(TASK): The expected response is the entire set of entries, copied exactly.

(SOURCE MATERIAL):
------------

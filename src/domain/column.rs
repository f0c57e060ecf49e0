/// Value workbench stores for a length, precision or scale that was never set.
pub const UNSET: i64 = -1;

#[derive(Debug, Clone, Copy, Default, PartialEq, Eq)]
pub struct ColumnParameters {
    pub length: Option<i64>,
    pub precision: Option<i64>,
    pub scale: Option<i64>,
}

impl ColumnParameters {
    pub fn length(&self) -> Option<i64> {
        self.length.filter(|&v| is_set(v))
    }

    /// Precision and scale, only when both carry a value.
    pub fn precision_scale(&self) -> Option<(i64, i64)> {
        let precision = self.precision.filter(|&v| is_set(v))?;
        let scale = self.scale.filter(|&v| is_set(v))?;
        Some((precision, scale))
    }
}

// Zero counts as unset, like the sentinel.
fn is_set(value: i64) -> bool {
    value != 0 && value != UNSET
}

pub fn pascal_case(name: &str) -> String {
    name.split('_')
        .filter(|part| !part.is_empty())
        .map(|part| {
            let mut chars = part.chars();
            match chars.next() {
                Some(first) => first.to_uppercase().chain(chars).collect::<String>(),
                None => String::new(),
            }
        })
        .collect()
}

#[derive(Debug, Clone)]
pub struct Column {
    pub name: String,
    pub raw_type: String,
    pub default_value: Option<String>,
    pub comment: Option<String>,
    pub is_primary: bool,
    pub is_auto_increment: bool,
    pub is_ignored: bool,
    pub is_unsigned: bool,
    pub nullable: bool,
    pub nullable_required: bool,
    pub parameters: ColumnParameters,
}

impl Column {
    pub fn new(name: impl Into<String>, raw_type: impl Into<String>) -> Self {
        Self {
            name: name.into(),
            raw_type: raw_type.into(),
            default_value: None,
            comment: None,
            is_primary: false,
            is_auto_increment: false,
            is_ignored: false,
            is_unsigned: false,
            nullable: false,
            nullable_required: false,
            parameters: ColumnParameters::default(),
        }
    }

    /// `user_id` becomes `UserId`.
    pub fn beautified_name(&self) -> String {
        pascal_case(&self.name)
    }

    pub fn comment_lines(&self) -> Vec<String> {
        match self.comment.as_deref().map(str::trim) {
            Some(comment) if !comment.is_empty() => comment
                .lines()
                .map(|line| format!(" * {}", line.trim_end()).trim_end().to_string())
                .collect(),
            _ => Vec::new(),
        }
    }
}
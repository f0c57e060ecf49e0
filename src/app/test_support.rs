use std::sync::Mutex;

use crate::app::ports::{MockDatatypeConverter, RenderLog, TableContext};
use crate::domain::{AnnotationAttributes, MappedType, NativeType};

/// Table of `\App\Entity\User`; only `order` needs quoting.
pub struct StubTable;

impl TableContext for StubTable {
    fn annotation(&self, name: &str, attributes: Option<&AnnotationAttributes>) -> String {
        match attributes {
            Some(attrs) => format!("@ORM\\{}({})", name, attrs.to_content()),
            None => format!("@ORM\\{}", name),
        }
    }

    fn namespace(&self) -> String {
        "\\App\\Entity\\User".to_string()
    }

    fn quote_identifier(&self, name: &str) -> String {
        if name == "order" {
            format!("`{}`", name)
        } else {
            name.to_string()
        }
    }
}

#[derive(Default)]
pub struct RecordingLog {
    messages: Mutex<Vec<String>>,
}

impl RecordingLog {
    pub fn messages(&self) -> Vec<String> {
        self.messages.lock().unwrap().clone()
    }
}

impl RenderLog for RecordingLog {
    fn add_log(&self, message: &str) {
        self.messages.lock().unwrap().push(message.to_string());
    }
}

/// Converter that resolves every column to the same pair of types.
pub fn converter_returning(mapped: MappedType, native: NativeType) -> MockDatatypeConverter {
    let mut converter = MockDatatypeConverter::new();
    converter
        .expect_mapped_type()
        .returning(move |_| Ok(mapped.clone()));
    converter
        .expect_native_type()
        .returning(move |_| Ok(native.clone()));
    converter
}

------------

(SOLUTION TO THE PROBLEM):
filename src/domain/column.rs
repository f0c57e060ecf49e0
/// Value workbench stores for a length, precision or scale that was never set.
pub const UNSET: i64 = -1;

#[derive(Debug, Clone, Copy, Default, PartialEq, Eq)]
pub struct ColumnParameters {
    pub length: Option<i64>,
    pub precision: Option<i64>,
    pub scale: Option<i64>,
}

impl ColumnParameters {
    pub fn length(&self) -> Option<i64> {
        self.length.filter(|&v| is_set(v))
    }

    /// Precision and scale, only when both carry a value.
    pub fn precision_scale(&self) -> Option<(i64, i64)> {
        let precision = self.precision.filter(|&v| is_set(v))?;
        let scale = self.scale.filter(|&v| is_set(v))?;
        Some((precision, scale))
    }
}

// Zero counts as unset, like the sentinel.
fn is_set(value: i64) -> bool {
    value != 0 && value != UNSET
}

pub fn pascal_case(name: &str) -> String {
    name.split('_')
        .filter(|part| !part.is_empty())
        .map(|part| {
            let mut chars = part.chars();
            match chars.next() {
                Some(first) => first.to_uppercase().chain(chars).collect::<String>(),
                None => String::new(),
            }
        })
        .collect()
}

#[derive(Debug, Clone)]
pub struct Column {
    pub name: String,
    pub raw_type: String,
    pub default_value: Option<String>,
    pub comment: Option<String>,
    pub is_primary: bool,
    pub is_auto_increment: bool,
    pub is_ignored: bool,
    pub is_unsigned: bool,
    pub nullable: bool,
    pub nullable_required: bool,
    pub parameters: ColumnParameters,
}

impl Column {
    pub fn new(name: impl Into<String>, raw_type: impl Into<String>) -> Self {
        Self {
            name: name.into(),
            raw_type: raw_type.into(),
            default_value: None,
            comment: None,
            is_primary: false,
            is_auto_increment: false,
            is_ignored: false,
            is_unsigned: false,
            nullable: false,
            nullable_required: false,
            parameters: ColumnParameters::default(),
        }
    }

    /// `user_id` becomes `UserId`.
    pub fn beautified_name(&self) -> String {
        pascal_case(&self.name)
    }

    pub fn comment_lines(&self) -> Vec<String> {
        match self.comment.as_deref().map(str::trim) {
            Some(comment) if !comment.is_empty() => comment
                .lines()
                .map(|line| format!(" * {}", line.trim_end()).trim_end().to_string())
                .collect(),
            _ => Vec::new(),
        }
    }
}
repository f0c57e060ecf49e0
filename src/app/test_support.rs
use std::sync::Mutex;

use crate::app::ports::{MockDatatypeConverter, RenderLog, TableContext};
use crate::domain::{AnnotationAttributes, MappedType, NativeType};

/// Table of `\App\Entity\User`; only `order` needs quoting.
pub struct StubTable;

impl TableContext for StubTable {
    fn annotation(&self, name: &str, attributes: Option<&AnnotationAttributes>) -> String {
        match attributes {
            Some(attrs) => format!("@ORM\\{}({})", name, attrs.to_content()),
            None => format!("@ORM\\{}", name),
        }
    }

    fn namespace(&self) -> String {
        "\\App\\Entity\\User".to_string()
    }

    fn quote_identifier(&self, name: &str) -> String {
        if name == "order" {
            format!("`{}`", name)
        } else {
            name.to_string()
        }
    }
}

#[derive(Default)]
pub struct RecordingLog {
    messages: Mutex<Vec<String>>,
}

impl RecordingLog {
    pub fn messages(&self) -> Vec<String> {
        self.messages.lock().unwrap().clone()
    }
}

impl RenderLog for RecordingLog {
    fn add_log(&self, message: &str) {
        self.messages.lock().unwrap().push(message.to_string());
    }
}

/// Converter that resolves every column to the same pair of types.
pub fn converter_returning(mapped: MappedType, native: NativeType) -> MockDatatypeConverter {
    let mut converter = MockDatatypeConverter::new();
    converter
        .expect_mapped_type()
        .returning(move |_| Ok(mapped.clone()));
    converter
        .expect_native_type()
        .returning(move |_| Ok(native.clone()));
    converter
}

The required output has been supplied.